Die Verbraucher haben den schnöden Konsum satt – jetzt träumen sie von Cashmere und Babybrei

Berlin (beu/HB/Tsp). Wenn es draußen kalt und unwirtlich ist, wenn ein Krieg droht und eine neue Währung die Käufer ordentlich erschreckt: dann bricht die große Zeit des Echten und Wahren, des Einfachen und Natürlichen an. Heimwerken und die Arbeit im eigenen Garten, die tiefe Sehnsucht nach dem einen guten CashmerePullover, das Wohlfühlen und Selberkochen zu Hause. Das sind die Konsumtrends in diesem Winter – und nach Auffassung des Freizeitforschers Horst Opaschowski werden sie noch eine ganze Weile lang anhalten.

Die Zeiten, in denen sich die Menschen vor allem von dem Etikett „neu“ beeindrucken ließen, sind nach Ansicht der Freizeit- und Konsumforscher ein für alle Mal vorbei. Die Jagd nach den neuesten Kick-Boards, Palmtops oder Digitalkameras sei vorbei. Statt dessen konzentrieren sich die Verbraucher auf das, was sie wirklich brauchen. Und dafür wollen sie einen vernünftigen Preis.

Auch die Zukunftsforscher Matthias Horx und Thomas Huber vom Zukunftsinstitut in Kelkheim (www. zukunftsinstitut.de) beobachten einen Wertewandel. Der Konsument sei satt. Er suche mehr dann je nach Sicherheit. Der Verbraucher lasse sich nicht mehr vorschreiben, welchen Preis er zu zahlen habe. Er wolle das Gefühl des optimalen Kompromisses. Jeder Konsument werde sich sein persönliches Puzzle vom Discounter bis hin zum Luxuswarenhersteller zusammenstellen. Billigstanbieter wie Luxusartikler würden je nach Situation genutzt. Schwierig werde es für Unternehmen im mittleren Sektor, die weder den Charakter von Preisbrechern noch Premium-Flair böten.

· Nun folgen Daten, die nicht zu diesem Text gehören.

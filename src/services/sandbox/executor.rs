//! Executor contract, tool registry and the in-process executor.

use super::context::ExecContext;
use super::exceptions::{SandboxError, SandboxResult};
use super::protocol::{ToolOutput, ToolParams};
use async_trait::async_trait;
use futures::future::BoxFuture;
use futures::FutureExt;
use serde_json::Value;
use std::collections::HashMap;
use std::future::Future;
use std::sync::Arc;

/// Key used to wrap non-object handler results
pub const RESULT_KEY: &str = "result";

/// Runs a named tool with the given parameters.
///
/// Implementations are safe to call concurrently; every call gets its own
/// request and result, and a done context aborts the underlying work.
#[async_trait]
pub trait Executor: Send + Sync {
    async fn execute(
        &self,
        ctx: &ExecContext,
        tool_name: &str,
        params: ToolParams,
    ) -> SandboxResult<ToolOutput>;

    /// Release resources kept between calls, e.g. pre-created containers.
    ///
    /// Calls made afterwards still work, without those resources.
    async fn shutdown(&self) {}
}

/// A tool implementation that can be registered with a [`ToolRegistry`].
#[async_trait]
pub trait ToolHandler: Send + Sync {
    async fn call(&self, ctx: &ExecContext, params: ToolParams) -> anyhow::Result<Value>;
}

#[async_trait]
impl<F, Fut> ToolHandler for F
where
    F: Fn(ExecContext, ToolParams) -> Fut + Send + Sync,
    Fut: Future<Output = anyhow::Result<Value>> + Send + 'static,
{
    async fn call(&self, ctx: &ExecContext, params: ToolParams) -> anyhow::Result<Value> {
        (self)(ctx.clone(), params).await
    }
}

/// Coerce a handler's return value into an output map.
///
/// Objects pass through; anything else is wrapped under [`RESULT_KEY`].
pub fn into_output(value: Value) -> ToolOutput {
    match value {
        Value::Object(map) => map,
        other => {
            let mut map = ToolOutput::new();
            map.insert(RESULT_KEY.to_string(), other);
            map
        }
    }
}

/// Name-to-handler table consulted by the worker and the in-process executor
#[derive(Default, Clone)]
pub struct ToolRegistry {
    handlers: HashMap<String, Arc<dyn ToolHandler>>,
}

impl ToolRegistry {
    pub fn new() -> Self {
        Self::default()
    }

    /// Register a handler, replacing any previous one with the same name
    pub fn register<H>(&mut self, name: impl Into<String>, handler: H) -> &mut Self
    where
        H: ToolHandler + 'static,
    {
        self.handlers.insert(name.into(), Arc::new(handler));
        self
    }

    pub fn get(&self, name: &str) -> Option<Arc<dyn ToolHandler>> {
        self.handlers.get(name).cloned()
    }

    pub fn contains(&self, name: &str) -> bool {
        self.handlers.contains_key(name)
    }

    /// Registered tool names, sorted
    pub fn names(&self) -> Vec<&str> {
        let mut names: Vec<&str> = self.handlers.keys().map(String::as_str).collect();
        names.sort_unstable();
        names
    }

    pub fn len(&self) -> usize {
        self.handlers.len()
    }

    pub fn is_empty(&self) -> bool {
        self.handlers.is_empty()
    }
}

impl std::fmt::Debug for ToolRegistry {
    fn fmt(&self, f: &mut std::fmt::Formatter<'_>) -> std::fmt::Result {
        f.debug_struct("ToolRegistry")
            .field("tools", &self.names())
            .finish()
    }
}

type DispatchFn =
    dyn Fn(ExecContext, String, ToolParams) -> BoxFuture<'static, anyhow::Result<ToolOutput>>
        + Send
        + Sync;

/// Calls the handler directly in the current process. No isolation.
///
/// Only for callers that are already trusted.
#[derive(Clone)]
pub struct InProcessExecutor {
    dispatch: Arc<DispatchFn>,
}

impl InProcessExecutor {
    pub fn new<F, Fut>(handler: F) -> Self
    where
        F: Fn(ExecContext, String, ToolParams) -> Fut + Send + Sync + 'static,
        Fut: Future<Output = anyhow::Result<ToolOutput>> + Send + 'static,
    {
        let dispatch: Arc<DispatchFn> =
            Arc::new(move |ctx, tool, params| handler(ctx, tool, params).boxed());
        Self { dispatch }
    }

    /// Dispatch by name through a registry
    pub fn from_registry(registry: Arc<ToolRegistry>) -> Self {
        Self::new(move |ctx: ExecContext, tool: String, params: ToolParams| {
            let handler = registry.get(&tool);
            async move {
                match handler {
                    Some(handler) => handler.call(&ctx, params).await.map(into_output),
                    None => Err(anyhow::anyhow!("tool not registered")),
                }
            }
        })
    }
}

#[async_trait]
impl Executor for InProcessExecutor {
    async fn execute(
        &self,
        ctx: &ExecContext,
        tool_name: &str,
        params: ToolParams,
    ) -> SandboxResult<ToolOutput> {
        (self.dispatch)(ctx.clone(), tool_name.to_string(), params)
            .await
            .map_err(|e| SandboxError::Tool {
                tool: tool_name.to_string(),
                message: format!("{:#}", e),
            })
    }
}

Statt sich alle paar Monate auf das einstellen zu müssen, was gerade angesagt sei, suchten die Menschen nach Dingen, die sich nicht veränderten, es herrsche die „Sehnsucht nach dem Echten, Guten, Wahren“. Konsumforscher bezeichnen das als Retrotrend, die Sehnsucht nach den alten Zeiten, in denen Handwerk noch Handwerk war, die Produkte noch solide und haltbar waren. Beispiele dafür sind die Automodelle VW Beetle, Chrysler PT oder der BMW Mini. Sie alle sind Erfolgsmodelle, weil sie optisch alte Formen zitieren und sie mit moderner Technik verbinden.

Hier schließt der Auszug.